* TASK DETAILS *
For the material that follows, return exactly the lines from the one with "pub enum TokenUse" through the one with "if claims.exp <= claims.iat", both ends included.

====

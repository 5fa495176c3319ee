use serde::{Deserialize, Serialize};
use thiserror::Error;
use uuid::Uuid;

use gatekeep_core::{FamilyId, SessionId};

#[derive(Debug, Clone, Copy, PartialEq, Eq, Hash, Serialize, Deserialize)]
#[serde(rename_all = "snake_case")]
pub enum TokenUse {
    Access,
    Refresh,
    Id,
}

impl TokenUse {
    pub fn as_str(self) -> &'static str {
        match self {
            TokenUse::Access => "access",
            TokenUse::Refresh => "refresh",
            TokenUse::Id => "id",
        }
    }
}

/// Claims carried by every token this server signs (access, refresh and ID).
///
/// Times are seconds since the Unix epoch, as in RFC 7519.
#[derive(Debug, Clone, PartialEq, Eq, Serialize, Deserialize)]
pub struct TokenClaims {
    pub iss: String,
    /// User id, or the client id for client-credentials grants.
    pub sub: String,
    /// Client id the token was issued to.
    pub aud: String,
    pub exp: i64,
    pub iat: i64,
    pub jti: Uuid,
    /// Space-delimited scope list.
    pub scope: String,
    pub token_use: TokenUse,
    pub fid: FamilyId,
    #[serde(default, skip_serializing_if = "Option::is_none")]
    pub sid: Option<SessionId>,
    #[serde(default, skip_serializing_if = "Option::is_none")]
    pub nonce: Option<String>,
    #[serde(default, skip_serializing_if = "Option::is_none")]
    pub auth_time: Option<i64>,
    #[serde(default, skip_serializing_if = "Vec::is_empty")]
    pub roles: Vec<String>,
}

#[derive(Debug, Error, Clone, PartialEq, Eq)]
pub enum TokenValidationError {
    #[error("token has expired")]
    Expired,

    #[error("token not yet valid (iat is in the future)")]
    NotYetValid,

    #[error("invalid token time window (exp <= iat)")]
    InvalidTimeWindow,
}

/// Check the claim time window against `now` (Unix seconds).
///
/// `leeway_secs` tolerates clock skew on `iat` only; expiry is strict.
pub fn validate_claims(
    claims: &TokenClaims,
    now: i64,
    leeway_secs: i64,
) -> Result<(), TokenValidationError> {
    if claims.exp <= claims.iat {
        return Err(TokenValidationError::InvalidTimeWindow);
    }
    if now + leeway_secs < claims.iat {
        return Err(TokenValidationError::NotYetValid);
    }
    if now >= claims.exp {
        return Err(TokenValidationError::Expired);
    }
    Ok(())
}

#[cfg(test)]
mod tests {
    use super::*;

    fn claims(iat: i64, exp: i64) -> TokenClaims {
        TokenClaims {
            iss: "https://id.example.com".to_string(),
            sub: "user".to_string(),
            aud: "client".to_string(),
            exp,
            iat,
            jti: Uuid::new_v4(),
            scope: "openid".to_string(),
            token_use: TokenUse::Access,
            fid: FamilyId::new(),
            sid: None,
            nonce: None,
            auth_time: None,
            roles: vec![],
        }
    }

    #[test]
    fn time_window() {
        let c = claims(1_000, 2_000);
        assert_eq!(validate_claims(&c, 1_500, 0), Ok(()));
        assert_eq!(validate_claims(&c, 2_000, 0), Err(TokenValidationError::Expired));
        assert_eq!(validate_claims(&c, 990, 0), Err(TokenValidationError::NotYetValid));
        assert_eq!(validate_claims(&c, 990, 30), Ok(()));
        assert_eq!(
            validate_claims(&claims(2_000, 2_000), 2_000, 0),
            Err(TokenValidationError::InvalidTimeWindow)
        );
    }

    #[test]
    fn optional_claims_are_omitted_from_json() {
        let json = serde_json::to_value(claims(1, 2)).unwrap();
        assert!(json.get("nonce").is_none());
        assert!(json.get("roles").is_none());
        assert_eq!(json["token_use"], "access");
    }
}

====

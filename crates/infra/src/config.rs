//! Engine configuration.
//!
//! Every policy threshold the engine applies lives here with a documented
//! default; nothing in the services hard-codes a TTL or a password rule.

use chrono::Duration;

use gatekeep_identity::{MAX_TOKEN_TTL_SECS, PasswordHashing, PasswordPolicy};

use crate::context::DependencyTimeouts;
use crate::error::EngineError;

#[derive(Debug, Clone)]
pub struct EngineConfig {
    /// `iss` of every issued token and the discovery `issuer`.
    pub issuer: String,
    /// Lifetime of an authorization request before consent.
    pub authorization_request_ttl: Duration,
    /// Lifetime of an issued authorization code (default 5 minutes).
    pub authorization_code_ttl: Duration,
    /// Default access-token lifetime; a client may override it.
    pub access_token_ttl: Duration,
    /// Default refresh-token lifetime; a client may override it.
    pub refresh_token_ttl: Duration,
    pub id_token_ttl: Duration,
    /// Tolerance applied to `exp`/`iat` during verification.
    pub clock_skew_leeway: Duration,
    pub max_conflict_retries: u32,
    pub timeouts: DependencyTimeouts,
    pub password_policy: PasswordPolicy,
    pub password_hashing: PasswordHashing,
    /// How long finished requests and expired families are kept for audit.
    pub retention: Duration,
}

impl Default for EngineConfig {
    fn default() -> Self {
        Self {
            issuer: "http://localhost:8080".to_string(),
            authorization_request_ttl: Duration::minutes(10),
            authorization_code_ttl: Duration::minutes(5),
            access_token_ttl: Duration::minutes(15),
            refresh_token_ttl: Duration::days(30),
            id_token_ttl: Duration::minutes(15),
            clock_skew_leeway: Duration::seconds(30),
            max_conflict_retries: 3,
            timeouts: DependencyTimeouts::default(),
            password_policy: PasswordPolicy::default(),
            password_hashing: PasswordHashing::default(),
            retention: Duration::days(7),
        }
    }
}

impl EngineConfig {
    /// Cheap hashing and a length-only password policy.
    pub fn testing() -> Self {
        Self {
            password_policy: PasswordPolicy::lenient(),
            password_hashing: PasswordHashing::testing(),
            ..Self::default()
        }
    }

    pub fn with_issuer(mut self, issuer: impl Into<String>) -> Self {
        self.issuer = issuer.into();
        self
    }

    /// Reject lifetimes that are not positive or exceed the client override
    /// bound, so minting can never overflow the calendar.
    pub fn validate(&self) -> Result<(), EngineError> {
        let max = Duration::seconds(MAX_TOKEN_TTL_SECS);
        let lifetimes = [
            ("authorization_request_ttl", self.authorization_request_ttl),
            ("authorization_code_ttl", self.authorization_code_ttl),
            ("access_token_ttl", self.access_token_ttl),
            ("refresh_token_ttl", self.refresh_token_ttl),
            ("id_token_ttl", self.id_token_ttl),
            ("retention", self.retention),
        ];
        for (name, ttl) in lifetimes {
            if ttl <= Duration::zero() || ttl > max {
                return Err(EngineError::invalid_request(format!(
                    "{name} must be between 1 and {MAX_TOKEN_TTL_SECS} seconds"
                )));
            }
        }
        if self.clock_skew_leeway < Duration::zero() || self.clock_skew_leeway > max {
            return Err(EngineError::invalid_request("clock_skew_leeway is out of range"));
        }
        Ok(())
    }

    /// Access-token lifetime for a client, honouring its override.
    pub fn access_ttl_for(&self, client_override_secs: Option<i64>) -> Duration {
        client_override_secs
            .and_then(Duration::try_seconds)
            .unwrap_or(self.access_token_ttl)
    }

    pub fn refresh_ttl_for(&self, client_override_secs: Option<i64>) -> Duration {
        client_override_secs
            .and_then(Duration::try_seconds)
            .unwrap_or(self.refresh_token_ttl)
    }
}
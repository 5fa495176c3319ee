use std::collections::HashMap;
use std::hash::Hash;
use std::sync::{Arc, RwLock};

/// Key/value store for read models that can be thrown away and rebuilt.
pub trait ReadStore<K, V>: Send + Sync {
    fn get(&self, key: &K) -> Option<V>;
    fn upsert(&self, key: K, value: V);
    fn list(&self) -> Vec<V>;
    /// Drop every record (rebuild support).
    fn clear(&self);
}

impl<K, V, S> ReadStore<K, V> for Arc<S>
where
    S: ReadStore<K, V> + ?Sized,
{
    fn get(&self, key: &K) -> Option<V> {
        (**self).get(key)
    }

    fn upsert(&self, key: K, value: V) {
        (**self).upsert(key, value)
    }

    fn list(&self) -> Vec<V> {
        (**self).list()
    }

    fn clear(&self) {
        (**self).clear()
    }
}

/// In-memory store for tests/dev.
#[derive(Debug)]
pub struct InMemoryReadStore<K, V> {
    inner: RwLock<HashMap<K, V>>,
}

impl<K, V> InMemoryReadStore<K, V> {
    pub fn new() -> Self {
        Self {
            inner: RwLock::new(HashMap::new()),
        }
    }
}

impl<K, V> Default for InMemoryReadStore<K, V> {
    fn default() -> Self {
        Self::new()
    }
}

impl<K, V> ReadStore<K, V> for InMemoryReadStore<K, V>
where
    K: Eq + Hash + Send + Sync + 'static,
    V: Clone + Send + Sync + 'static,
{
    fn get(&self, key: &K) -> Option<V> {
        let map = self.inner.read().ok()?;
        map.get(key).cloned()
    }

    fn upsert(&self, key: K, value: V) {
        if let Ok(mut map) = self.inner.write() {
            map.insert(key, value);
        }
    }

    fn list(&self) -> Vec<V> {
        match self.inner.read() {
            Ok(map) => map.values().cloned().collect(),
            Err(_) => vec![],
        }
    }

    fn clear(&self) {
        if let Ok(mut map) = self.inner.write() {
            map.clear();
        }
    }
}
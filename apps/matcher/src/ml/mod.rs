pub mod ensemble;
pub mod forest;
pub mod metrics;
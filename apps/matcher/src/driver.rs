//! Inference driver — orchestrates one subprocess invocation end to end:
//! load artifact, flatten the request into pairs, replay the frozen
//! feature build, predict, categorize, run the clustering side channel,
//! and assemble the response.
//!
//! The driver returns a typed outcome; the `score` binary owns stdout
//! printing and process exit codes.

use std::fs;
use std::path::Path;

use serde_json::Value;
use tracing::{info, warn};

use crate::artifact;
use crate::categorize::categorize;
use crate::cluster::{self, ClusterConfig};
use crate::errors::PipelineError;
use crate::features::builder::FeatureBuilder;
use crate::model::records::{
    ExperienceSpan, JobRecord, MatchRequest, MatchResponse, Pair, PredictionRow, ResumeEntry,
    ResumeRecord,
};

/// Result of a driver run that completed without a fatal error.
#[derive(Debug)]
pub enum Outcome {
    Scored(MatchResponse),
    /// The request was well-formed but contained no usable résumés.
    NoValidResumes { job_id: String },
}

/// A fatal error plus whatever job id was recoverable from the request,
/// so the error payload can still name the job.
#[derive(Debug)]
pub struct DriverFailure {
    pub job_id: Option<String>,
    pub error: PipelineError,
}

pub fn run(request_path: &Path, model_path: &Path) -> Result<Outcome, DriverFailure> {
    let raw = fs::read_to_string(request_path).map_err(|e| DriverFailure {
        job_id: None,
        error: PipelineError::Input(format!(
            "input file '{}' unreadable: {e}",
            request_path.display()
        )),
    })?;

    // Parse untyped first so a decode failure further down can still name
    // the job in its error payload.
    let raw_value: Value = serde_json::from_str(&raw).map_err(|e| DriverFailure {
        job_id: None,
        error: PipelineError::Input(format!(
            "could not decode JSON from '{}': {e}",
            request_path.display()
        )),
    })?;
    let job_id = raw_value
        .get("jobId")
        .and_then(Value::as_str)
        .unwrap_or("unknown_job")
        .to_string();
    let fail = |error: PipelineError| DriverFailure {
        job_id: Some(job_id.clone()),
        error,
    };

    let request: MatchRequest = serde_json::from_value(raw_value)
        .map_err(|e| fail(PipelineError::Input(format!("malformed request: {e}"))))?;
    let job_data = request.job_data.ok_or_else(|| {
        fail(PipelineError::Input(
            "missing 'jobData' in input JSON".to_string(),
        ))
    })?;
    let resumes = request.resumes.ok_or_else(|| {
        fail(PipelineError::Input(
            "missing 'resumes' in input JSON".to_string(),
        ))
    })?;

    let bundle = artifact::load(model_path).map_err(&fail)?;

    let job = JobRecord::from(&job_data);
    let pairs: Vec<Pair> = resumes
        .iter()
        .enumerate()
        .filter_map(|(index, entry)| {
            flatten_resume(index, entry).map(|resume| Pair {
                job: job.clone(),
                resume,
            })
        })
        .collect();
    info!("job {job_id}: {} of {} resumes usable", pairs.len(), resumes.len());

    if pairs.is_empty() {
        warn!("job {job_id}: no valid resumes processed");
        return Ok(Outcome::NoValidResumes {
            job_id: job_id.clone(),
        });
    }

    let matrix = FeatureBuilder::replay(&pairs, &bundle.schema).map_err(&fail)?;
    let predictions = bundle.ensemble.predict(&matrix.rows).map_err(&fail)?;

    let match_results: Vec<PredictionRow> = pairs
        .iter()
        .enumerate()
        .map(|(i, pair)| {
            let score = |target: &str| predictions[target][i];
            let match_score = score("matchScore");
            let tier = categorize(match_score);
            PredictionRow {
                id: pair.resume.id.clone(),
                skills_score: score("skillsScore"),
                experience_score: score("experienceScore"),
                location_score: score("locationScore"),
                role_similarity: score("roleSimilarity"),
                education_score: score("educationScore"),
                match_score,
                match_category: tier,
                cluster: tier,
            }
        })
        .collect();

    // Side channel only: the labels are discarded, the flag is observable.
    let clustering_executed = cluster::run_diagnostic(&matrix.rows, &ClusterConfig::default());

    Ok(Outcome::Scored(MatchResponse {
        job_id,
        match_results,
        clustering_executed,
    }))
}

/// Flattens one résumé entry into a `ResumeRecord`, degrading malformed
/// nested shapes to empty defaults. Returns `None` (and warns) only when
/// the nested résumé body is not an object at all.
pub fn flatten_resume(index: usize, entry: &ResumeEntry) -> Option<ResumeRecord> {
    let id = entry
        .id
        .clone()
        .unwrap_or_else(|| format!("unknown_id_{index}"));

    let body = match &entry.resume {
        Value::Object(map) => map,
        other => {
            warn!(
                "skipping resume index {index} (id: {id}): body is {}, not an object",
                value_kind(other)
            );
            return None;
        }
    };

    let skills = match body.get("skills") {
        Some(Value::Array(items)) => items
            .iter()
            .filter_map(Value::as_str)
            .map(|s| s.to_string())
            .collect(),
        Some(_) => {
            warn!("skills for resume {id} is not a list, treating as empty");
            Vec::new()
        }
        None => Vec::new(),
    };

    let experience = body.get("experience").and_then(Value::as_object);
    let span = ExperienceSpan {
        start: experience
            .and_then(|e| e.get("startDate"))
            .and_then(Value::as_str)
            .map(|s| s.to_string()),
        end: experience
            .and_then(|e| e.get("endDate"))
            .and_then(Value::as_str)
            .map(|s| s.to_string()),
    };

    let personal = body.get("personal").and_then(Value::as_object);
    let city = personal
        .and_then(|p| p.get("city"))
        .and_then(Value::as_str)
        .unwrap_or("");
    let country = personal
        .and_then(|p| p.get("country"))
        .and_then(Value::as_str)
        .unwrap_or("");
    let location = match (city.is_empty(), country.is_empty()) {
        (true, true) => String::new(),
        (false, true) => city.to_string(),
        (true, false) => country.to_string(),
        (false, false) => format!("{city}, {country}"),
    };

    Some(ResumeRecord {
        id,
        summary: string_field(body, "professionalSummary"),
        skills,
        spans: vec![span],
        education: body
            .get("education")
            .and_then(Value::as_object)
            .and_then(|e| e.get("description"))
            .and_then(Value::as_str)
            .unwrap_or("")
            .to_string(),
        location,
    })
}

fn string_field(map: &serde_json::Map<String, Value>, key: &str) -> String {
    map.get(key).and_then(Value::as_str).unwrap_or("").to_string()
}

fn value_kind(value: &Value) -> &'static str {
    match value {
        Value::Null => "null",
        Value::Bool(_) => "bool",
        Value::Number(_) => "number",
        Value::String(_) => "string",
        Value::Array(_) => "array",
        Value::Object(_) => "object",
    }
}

====

* ANSWER BOX *
pub enum TokenUse {
    Access,
    Refresh,
    Id,
}

impl TokenUse {
    pub fn as_str(self) -> &'static str {
        match self {
            TokenUse::Access => "access",
            TokenUse::Refresh => "refresh",
            TokenUse::Id => "id",
        }
    }
}

/// Claims carried by every token this server signs (access, refresh and ID).
///
/// Times are seconds since the Unix epoch, as in RFC 7519.
#[derive(Debug, Clone, PartialEq, Eq, Serialize, Deserialize)]
pub struct TokenClaims {
    pub iss: String,
    /// User id, or the client id for client-credentials grants.
    pub sub: String,
    /// Client id the token was issued to.
    pub aud: String,
    pub exp: i64,
    pub iat: i64,
    pub jti: Uuid,
    /// Space-delimited scope list.
    pub scope: String,
    pub token_use: TokenUse,
    pub fid: FamilyId,
    #[serde(default, skip_serializing_if = "Option::is_none")]
    pub sid: Option<SessionId>,
    #[serde(default, skip_serializing_if = "Option::is_none")]
    pub nonce: Option<String>,
    #[serde(default, skip_serializing_if = "Option::is_none")]
    pub auth_time: Option<i64>,
    #[serde(default, skip_serializing_if = "Vec::is_empty")]
    pub roles: Vec<String>,
}

#[derive(Debug, Error, Clone, PartialEq, Eq)]
pub enum TokenValidationError {
    #[error("token has expired")]
    Expired,

    #[error("token not yet valid (iat is in the future)")]
    NotYetValid,

    #[error("invalid token time window (exp <= iat)")]
    InvalidTimeWindow,
}

/// Check the claim time window against `now` (Unix seconds).
///
/// `leeway_secs` tolerates clock skew on `iat` only; expiry is strict.
pub fn validate_claims(
    claims: &TokenClaims,
    now: i64,
    leeway_secs: i64,
) -> Result<(), TokenValidationError> {
    if claims.exp <= claims.iat {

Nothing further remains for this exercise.